YOUR OBJECTIVE:
Look through the lines below and extract any with the word "Duration".
Segment Start: MATERIAL PROVIDED
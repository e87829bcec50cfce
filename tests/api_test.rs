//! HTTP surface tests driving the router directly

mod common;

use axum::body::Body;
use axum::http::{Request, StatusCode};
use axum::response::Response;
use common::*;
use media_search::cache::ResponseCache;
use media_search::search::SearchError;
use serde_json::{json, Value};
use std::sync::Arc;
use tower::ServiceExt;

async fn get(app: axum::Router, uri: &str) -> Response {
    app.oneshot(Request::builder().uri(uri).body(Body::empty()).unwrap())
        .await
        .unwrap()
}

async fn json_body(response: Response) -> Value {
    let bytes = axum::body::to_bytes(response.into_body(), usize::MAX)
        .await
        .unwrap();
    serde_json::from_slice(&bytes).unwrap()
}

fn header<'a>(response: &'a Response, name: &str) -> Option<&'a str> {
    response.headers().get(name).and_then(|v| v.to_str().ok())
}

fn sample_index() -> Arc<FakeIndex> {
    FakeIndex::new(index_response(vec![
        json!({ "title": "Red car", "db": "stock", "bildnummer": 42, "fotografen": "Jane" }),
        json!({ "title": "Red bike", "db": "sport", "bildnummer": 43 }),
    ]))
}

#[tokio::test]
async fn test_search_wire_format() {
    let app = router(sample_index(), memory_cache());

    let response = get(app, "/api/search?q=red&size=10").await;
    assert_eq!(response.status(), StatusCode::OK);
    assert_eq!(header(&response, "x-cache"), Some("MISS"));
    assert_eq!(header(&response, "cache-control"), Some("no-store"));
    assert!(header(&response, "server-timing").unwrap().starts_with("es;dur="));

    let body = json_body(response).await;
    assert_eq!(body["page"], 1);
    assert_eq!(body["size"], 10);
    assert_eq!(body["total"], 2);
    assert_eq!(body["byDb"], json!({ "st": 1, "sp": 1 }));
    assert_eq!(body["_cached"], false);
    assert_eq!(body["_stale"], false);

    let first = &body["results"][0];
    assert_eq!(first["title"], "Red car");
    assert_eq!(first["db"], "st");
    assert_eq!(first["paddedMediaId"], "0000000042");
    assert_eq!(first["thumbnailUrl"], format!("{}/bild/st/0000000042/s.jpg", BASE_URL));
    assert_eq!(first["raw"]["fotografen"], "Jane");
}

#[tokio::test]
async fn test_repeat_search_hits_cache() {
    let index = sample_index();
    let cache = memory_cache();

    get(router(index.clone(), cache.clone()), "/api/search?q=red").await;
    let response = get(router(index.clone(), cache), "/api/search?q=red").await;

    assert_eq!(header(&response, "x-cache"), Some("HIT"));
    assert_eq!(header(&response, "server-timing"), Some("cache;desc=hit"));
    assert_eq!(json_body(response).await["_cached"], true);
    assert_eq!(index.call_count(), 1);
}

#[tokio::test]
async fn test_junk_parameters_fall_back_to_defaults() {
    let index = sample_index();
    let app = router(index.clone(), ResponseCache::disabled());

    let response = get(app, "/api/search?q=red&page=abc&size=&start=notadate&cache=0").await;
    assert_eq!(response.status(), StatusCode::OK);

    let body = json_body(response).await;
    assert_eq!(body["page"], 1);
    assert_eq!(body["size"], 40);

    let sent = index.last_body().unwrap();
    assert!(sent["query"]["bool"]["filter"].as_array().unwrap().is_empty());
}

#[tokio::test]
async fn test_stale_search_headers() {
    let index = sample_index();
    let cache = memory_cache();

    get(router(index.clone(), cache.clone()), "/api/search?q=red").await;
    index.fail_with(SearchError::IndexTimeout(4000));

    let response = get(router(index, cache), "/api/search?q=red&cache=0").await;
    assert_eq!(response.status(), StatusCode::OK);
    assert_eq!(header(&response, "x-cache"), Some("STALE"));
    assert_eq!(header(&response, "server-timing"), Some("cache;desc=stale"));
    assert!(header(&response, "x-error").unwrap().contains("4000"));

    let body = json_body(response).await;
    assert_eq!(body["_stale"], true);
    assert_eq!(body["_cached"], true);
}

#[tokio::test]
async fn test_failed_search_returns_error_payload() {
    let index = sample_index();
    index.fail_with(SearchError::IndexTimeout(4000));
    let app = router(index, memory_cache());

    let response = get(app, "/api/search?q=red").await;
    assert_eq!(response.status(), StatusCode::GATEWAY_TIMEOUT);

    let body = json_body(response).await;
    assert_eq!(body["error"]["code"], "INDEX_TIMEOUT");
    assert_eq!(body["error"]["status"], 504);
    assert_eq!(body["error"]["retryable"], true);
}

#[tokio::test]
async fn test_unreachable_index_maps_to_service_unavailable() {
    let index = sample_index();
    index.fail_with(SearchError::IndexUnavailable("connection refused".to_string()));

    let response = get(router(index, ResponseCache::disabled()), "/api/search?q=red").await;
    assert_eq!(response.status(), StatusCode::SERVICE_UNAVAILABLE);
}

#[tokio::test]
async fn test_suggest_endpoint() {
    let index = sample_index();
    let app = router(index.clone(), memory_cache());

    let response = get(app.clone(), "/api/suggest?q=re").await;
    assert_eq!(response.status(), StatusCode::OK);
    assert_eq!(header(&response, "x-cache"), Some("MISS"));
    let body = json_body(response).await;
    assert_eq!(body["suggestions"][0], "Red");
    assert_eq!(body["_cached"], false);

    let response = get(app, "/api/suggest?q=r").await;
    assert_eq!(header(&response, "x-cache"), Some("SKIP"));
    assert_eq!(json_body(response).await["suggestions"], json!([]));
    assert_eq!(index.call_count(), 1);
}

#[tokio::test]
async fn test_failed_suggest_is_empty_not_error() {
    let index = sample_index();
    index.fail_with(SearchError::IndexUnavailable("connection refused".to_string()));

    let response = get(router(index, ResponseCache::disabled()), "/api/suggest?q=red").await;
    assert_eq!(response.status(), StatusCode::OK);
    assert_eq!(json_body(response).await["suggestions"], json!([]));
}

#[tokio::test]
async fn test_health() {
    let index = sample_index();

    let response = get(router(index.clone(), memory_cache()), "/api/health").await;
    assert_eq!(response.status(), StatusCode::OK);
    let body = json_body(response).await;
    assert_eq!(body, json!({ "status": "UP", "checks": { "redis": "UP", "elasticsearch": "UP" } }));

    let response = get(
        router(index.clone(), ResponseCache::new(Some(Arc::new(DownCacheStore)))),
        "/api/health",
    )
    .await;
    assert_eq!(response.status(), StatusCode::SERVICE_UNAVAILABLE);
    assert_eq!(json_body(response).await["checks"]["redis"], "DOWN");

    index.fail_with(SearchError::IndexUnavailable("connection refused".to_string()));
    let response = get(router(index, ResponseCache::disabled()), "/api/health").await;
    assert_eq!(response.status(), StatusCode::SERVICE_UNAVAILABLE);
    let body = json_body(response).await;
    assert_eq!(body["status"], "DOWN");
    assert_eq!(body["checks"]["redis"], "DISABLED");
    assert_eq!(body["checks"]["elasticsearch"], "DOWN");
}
Segment End: MATERIAL PROVIDED
Segment Start: MATERIAL PROVIDED
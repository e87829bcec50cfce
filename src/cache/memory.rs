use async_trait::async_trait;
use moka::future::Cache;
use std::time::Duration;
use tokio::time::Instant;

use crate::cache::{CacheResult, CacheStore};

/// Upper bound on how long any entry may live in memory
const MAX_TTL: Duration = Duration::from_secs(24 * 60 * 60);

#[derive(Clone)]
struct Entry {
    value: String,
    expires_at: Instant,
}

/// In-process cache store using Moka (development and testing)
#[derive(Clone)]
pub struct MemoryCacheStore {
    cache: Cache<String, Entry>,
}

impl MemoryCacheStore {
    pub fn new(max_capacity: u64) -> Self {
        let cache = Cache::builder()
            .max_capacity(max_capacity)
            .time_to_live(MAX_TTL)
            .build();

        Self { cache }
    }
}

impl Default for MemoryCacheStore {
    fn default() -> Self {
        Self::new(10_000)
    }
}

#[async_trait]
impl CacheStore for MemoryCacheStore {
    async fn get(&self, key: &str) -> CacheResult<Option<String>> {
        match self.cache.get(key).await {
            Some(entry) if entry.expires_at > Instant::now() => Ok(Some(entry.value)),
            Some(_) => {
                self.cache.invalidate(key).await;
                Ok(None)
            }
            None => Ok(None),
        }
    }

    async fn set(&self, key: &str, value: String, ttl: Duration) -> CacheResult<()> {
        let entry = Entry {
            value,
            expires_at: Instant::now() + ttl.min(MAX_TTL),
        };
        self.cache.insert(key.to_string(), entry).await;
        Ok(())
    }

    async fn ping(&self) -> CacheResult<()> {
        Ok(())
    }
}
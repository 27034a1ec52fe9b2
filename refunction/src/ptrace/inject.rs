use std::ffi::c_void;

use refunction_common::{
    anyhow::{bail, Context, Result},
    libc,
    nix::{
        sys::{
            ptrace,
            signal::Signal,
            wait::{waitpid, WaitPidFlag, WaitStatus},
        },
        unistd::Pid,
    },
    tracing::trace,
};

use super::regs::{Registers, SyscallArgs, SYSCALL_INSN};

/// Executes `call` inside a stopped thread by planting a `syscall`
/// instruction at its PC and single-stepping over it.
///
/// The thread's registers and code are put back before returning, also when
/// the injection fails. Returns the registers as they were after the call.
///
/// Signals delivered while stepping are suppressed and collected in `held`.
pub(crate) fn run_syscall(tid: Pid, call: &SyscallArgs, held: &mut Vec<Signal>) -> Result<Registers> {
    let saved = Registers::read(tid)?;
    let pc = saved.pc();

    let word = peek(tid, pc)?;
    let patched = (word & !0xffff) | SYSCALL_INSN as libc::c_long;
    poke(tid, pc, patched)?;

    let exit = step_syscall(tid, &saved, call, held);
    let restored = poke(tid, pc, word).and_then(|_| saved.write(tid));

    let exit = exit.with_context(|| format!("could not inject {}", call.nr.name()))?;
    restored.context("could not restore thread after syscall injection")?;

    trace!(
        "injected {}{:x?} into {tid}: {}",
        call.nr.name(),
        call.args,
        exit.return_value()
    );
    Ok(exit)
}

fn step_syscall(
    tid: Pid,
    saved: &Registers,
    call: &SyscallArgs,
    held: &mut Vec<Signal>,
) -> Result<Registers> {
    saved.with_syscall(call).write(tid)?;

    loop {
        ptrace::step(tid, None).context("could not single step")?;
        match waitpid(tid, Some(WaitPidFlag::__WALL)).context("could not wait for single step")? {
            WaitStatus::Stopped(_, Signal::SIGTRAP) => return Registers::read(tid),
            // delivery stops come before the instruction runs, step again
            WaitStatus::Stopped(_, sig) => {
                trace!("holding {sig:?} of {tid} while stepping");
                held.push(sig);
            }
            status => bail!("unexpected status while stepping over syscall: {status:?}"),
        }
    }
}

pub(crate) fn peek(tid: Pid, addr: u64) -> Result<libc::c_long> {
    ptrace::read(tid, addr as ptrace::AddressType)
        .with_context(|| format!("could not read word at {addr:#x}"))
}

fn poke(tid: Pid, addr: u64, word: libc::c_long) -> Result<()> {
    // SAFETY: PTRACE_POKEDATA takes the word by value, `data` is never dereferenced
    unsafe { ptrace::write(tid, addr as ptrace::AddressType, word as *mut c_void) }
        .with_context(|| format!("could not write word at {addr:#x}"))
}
Segment End: MATERIAL PROVIDED
ANSWER SECTION:
use std::time::Duration;
const MAX_TTL: Duration = Duration::from_secs(24 * 60 * 60);
    async fn set(&self, key: &str, value: String, ttl: Duration) -> CacheResult<()> {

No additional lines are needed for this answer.